**EXTRACTED INFORMATION:**
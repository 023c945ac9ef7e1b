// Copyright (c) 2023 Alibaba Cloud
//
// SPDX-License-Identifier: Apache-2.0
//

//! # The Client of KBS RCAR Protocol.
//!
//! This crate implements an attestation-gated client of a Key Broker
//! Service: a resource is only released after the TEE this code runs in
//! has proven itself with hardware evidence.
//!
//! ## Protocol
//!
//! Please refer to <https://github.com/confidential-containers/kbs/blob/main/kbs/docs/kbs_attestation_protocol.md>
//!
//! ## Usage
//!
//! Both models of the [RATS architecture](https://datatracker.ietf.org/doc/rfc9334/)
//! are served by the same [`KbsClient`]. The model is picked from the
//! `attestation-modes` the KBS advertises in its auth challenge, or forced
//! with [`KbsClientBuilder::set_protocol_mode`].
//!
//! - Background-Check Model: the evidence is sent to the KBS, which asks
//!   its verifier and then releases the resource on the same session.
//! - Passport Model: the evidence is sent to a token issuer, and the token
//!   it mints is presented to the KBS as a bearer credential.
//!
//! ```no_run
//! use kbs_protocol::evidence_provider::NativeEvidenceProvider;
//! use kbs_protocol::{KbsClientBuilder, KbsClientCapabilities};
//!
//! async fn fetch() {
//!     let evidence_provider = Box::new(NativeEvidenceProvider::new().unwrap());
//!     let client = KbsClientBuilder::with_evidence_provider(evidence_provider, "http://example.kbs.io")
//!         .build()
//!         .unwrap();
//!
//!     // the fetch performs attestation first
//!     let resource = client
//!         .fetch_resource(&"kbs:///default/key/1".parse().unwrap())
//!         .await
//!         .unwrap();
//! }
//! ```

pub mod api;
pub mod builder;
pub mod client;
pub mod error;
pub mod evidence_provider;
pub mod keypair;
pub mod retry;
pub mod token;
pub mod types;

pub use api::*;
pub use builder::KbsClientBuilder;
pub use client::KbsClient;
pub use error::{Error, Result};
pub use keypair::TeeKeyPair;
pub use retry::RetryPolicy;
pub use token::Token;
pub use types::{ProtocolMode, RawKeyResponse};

* * *

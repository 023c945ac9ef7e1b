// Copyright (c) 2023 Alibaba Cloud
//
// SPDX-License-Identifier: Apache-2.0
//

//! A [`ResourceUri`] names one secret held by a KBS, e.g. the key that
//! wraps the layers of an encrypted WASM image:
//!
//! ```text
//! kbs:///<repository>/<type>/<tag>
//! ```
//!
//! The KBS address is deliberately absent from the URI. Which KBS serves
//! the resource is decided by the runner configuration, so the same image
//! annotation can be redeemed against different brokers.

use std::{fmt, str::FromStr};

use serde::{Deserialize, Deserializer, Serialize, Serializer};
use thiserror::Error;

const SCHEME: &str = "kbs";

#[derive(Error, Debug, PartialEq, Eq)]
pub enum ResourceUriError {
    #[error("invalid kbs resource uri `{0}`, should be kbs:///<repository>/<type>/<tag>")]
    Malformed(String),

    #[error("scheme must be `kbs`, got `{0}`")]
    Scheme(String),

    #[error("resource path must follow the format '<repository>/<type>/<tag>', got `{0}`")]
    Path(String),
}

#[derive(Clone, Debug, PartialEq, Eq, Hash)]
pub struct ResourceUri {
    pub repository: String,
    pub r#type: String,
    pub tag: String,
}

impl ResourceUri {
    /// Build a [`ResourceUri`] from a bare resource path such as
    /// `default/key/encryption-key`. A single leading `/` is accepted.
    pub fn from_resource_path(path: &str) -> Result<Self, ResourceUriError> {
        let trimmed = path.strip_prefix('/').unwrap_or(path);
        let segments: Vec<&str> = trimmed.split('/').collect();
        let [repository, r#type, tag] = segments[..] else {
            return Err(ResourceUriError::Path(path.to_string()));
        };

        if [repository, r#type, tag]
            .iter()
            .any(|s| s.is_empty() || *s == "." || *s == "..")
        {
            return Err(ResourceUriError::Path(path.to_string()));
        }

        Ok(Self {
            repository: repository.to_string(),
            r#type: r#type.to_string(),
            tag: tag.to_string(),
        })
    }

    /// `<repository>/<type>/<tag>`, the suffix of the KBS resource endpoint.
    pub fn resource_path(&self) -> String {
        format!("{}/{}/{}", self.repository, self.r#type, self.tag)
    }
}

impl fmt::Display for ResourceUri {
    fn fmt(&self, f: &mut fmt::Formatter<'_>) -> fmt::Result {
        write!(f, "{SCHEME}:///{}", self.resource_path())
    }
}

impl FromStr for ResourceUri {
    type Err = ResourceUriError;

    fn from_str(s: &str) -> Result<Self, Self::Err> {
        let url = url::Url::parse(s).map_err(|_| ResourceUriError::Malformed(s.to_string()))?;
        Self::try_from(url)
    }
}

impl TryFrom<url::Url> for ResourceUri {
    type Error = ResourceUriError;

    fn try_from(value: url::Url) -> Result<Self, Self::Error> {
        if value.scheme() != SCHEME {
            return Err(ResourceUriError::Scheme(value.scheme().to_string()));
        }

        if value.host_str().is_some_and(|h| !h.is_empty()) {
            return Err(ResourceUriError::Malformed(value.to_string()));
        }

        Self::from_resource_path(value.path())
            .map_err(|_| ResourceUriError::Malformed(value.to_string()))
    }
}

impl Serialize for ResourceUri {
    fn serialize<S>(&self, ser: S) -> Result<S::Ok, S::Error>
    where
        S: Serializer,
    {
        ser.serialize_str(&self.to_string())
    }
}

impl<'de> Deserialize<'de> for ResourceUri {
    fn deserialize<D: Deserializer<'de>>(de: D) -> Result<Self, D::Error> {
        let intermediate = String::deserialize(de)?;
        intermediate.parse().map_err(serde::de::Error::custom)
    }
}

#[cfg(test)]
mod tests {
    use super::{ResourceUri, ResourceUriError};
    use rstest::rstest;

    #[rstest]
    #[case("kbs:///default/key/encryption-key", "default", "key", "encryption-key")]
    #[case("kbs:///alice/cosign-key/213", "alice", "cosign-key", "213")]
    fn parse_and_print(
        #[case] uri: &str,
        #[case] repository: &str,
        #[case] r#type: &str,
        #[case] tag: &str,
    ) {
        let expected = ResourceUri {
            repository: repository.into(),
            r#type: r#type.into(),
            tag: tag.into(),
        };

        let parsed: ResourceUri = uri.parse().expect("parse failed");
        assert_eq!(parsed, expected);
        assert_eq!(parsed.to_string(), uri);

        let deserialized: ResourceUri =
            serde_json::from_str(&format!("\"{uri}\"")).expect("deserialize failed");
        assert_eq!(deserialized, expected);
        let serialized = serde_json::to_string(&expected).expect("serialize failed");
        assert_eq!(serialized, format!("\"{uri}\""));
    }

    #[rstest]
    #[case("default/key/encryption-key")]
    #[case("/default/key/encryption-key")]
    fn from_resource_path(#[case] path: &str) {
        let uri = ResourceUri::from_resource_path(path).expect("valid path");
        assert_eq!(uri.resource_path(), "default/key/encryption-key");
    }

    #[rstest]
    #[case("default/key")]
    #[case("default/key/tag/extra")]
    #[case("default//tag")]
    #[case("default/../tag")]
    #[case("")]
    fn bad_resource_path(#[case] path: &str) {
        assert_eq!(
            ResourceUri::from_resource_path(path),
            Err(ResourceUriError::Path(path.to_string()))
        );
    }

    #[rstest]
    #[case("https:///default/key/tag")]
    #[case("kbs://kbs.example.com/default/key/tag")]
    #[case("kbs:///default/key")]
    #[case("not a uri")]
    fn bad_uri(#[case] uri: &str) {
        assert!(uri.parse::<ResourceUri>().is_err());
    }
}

**THE PROBLEM:**
Copy only this part of the entries above: the line with "let trimmed = path.strip_prefix('/').unwrap_or(path);", the line with "s.is_empty() || *s", and the lines between, all exactly as written.

**RESPONSE TO THIS TASK:**
        let trimmed = path.strip_prefix('/').unwrap_or(path);
        let segments: Vec<&str> = trimmed.split('/').collect();
        let [repository, r#type, tag] = segments[..] else {
            return Err(ResourceUriError::Path(path.to_string()));
        };

        if [repository, r#type, tag]
            .iter()
            .any(|s| s.is_empty() || *s == "." || *s == "..")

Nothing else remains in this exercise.